Among the entries, how many lines hold the word "static"? Respond with that number only.

....................

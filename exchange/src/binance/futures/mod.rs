pub mod models;
pub mod orders;
pub mod requests;
pub mod responses;
pub mod trade_api;
pub mod validators;
use crate::errors::ConfigError;
use exchange::binance::{
    consts::{DEFAULT_TIMEOUT_MILLI_SECS, TEST_FUTURE_BASE_URL},
    futures::trade_api::FuturesApiConfig,
};
use serde::Deserialize;
use std::collections::HashMap;

pub const ENV_PREFIX: &str = "BINANCE";

fn default_base_url() -> String {
    TEST_FUTURE_BASE_URL.to_string()
}

fn default_timeout_milli_secs() -> u64 {
    DEFAULT_TIMEOUT_MILLI_SECS
}

fn default_log_file() -> String {
    "logs/trading_bot.log".to_string()
}

#[derive(Clone, Deserialize)]
pub struct BotConfig {
    #[serde(default)]
    pub api_key: String,
    #[serde(default)]
    pub api_secret: String,

    #[serde(default = "default_base_url")]
    pub base_url: String,
    #[serde(default = "default_timeout_milli_secs")]
    pub timeout_milli_secs: u64,
    pub recv_window: Option<u64>, // 不设置则不发送 recvWindow

    #[serde(default = "default_log_file")]
    pub log_file: String,
}

impl BotConfig {
    /// Loads `filepath` when it exists, then overlays `BINANCE_*` environment
    /// variables.
    pub fn load(filepath: &str) -> Result<Self, ConfigError> {
        Self::load_with_env(filepath, None)
    }

    /// Same as [`BotConfig::load`], reading variables from `env` instead of the
    /// process environment when given.
    pub fn load_with_env(
        filepath: &str,
        env: Option<HashMap<String, String>>,
    ) -> Result<Self, ConfigError> {
        let settings = config::Config::builder()
            .add_source(
                config::File::with_name(filepath)
                    .format(config::FileFormat::Toml)
                    .required(false),
            )
            .add_source(config::Environment::with_prefix(ENV_PREFIX).source(env))
            .build()
            .map_err(|e| ConfigError::FileError {
                message: e.to_string(),
            })?;

        let config: BotConfig = settings
            .try_deserialize()
            .map_err(|e| ConfigError::ParseError {
                message: e.to_string(),
            })?;
        Ok(config)
    }

    pub fn has_credentials(&self) -> bool {
        !self.api_key.trim().is_empty() && !self.api_secret.trim().is_empty()
    }

    pub fn api_config(&self) -> Result<FuturesApiConfig, ConfigError> {
        if !self.has_credentials() {
            return Err(ConfigError::MissingCredentials);
        }
        Ok(FuturesApiConfig {
            base_url: self.base_url.clone(),
            api_key: self.api_key.trim().to_string(),
            api_secret: self.api_secret.trim().to_string(),
            timeout_milli_secs: self.timeout_milli_secs,
            recv_window: self.recv_window,
        })
    }
}

// 不打印密钥
impl std::fmt::Debug for BotConfig {
    fn fmt(&self, f: &mut std::fmt::Formatter<'_>) -> std::fmt::Result {
        f.debug_struct("BotConfig")
            .field("api_key", &mask(&self.api_key))
            .field("api_secret", &mask(&self.api_secret))
            .field("base_url", &self.base_url)
            .field("timeout_milli_secs", &self.timeout_milli_secs)
            .field("recv_window", &self.recv_window)
            .field("log_file", &self.log_file)
            .finish()
    }
}

fn mask(secret: &str) -> &'static str {
    if secret.is_empty() { "<unset>" } else { "***" }
}
//! Process-wide logging setup.
//!
//! All records go to a size-rotated log file; warnings and errors are echoed
//! to stderr as well. The sink is installed once per process, so calling
//! [`init_logging`] again only adjusts the level.

use crate::errors::{BotError, Result};
use env_logger::Target;
use log::{Level, LevelFilter};
use std::{
    fs::{self, File, OpenOptions},
    io::{self, Write},
    path::{Path, PathBuf},
    sync::Mutex,
};

pub const MAX_LOG_BYTES: u64 = 5 * 1024 * 1024;
pub const LOG_BACKUPS: usize = 3;

static INSTALLED_LOG_FILE: Mutex<Option<PathBuf>> = Mutex::new(None);

#[derive(Debug, Clone, PartialEq, Eq)]
pub struct LogHandle {
    pub log_file: PathBuf,
    pub level: LevelFilter,
}

impl LogHandle {
    pub fn set_level(&mut self, level: LevelFilter) {
        log::set_max_level(level);
        self.level = level;
    }
}

pub fn init_logging(level: LevelFilter, log_file: &Path) -> Result<LogHandle> {
    let mut installed = INSTALLED_LOG_FILE
        .lock()
        .map_err(|e| BotError::LoggingError {
            message: e.to_string(),
        })?;
    if installed.is_none() {
        install(log_file)?;
        *installed = Some(log_file.to_path_buf());
    }
    let log_file = installed.clone().unwrap_or_else(|| log_file.to_path_buf());

    log::set_max_level(level);
    Ok(LogHandle { log_file, level })
}

fn install(log_file: &Path) -> Result<()> {
    let writer = RotatingFile::open(log_file, MAX_LOG_BYTES, LOG_BACKUPS).map_err(|e| {
        BotError::LoggingError {
            message: format!("cannot open {}: {}", log_file.display(), e),
        }
    })?;

    // 另一个 logger 已注册（如测试环境）时沿用它
    let _ = env_logger::Builder::new()
        .filter_level(LevelFilter::Trace)
        .format(|buf, record| {
            let ts = buf.timestamp_seconds();
            if record.level() <= Level::Warn {
                eprintln!("{} | {:<8} | {}", ts, record.level(), record.args());
            }
            writeln!(
                buf,
                "{} | {:<8} | {} | {}",
                ts,
                record.level(),
                record.target(),
                record.args()
            )
        })
        .target(Target::Pipe(Box::new(writer)))
        .try_init();
    Ok(())
}

/// Append-only file that rolls over to `name.1 .. name.N` once it grows past
/// `max_bytes`.
pub struct RotatingFile {
    path: PathBuf,
    max_bytes: u64,
    backups: usize,
    file: File,
    written: u64,
}

impl RotatingFile {
    pub fn open(path: &Path, max_bytes: u64, backups: usize) -> io::Result<Self> {
        if let Some(dir) = path.parent().filter(|d| !d.as_os_str().is_empty()) {
            fs::create_dir_all(dir)?;
        }
        let file = OpenOptions::new().create(true).append(true).open(path)?;
        let written = file.metadata()?.len();
        Ok(RotatingFile {
            path: path.to_path_buf(),
            max_bytes,
            backups,
            file,
            written,
        })
    }

    fn backup_path(&self, index: usize) -> PathBuf {
        let mut name = self.path.as_os_str().to_owned();
        name.push(format!(".{}", index));
        PathBuf::from(name)
    }

    fn rotate(&mut self) -> io::Result<()> {
        self.file.flush()?;
        if self.backups > 0 {
            for i in (1..self.backups).rev() {
                let from = self.backup_path(i);
                if from.exists() {
                    fs::rename(&from, self.backup_path(i + 1))?;
                }
            }
            fs::rename(&self.path, self.backup_path(1))?;
        }
        self.file = OpenOptions::new()
            .create(true)
            .write(true)
            .truncate(true)
            .open(&self.path)?;
        self.written = 0;
        Ok(())
    }
}

impl Write for RotatingFile {
    fn write(&mut self, buf: &[u8]) -> io::Result<usize> {
        if self.written > 0 && self.written + buf.len() as u64 > self.max_bytes {
            self.rotate()?;
        }
        let n = self.file.write(buf)?;
        self.written += n as u64;
        Ok(n)
    }

    fn flush(&mut self) -> io::Result<()> {
        self.file.flush()
    }
}
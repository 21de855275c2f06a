pub mod latency;
pub mod time;

pub use latency::LatencyGuard;
pub use time::get_current_milli_timestamp;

....................

**Response**
2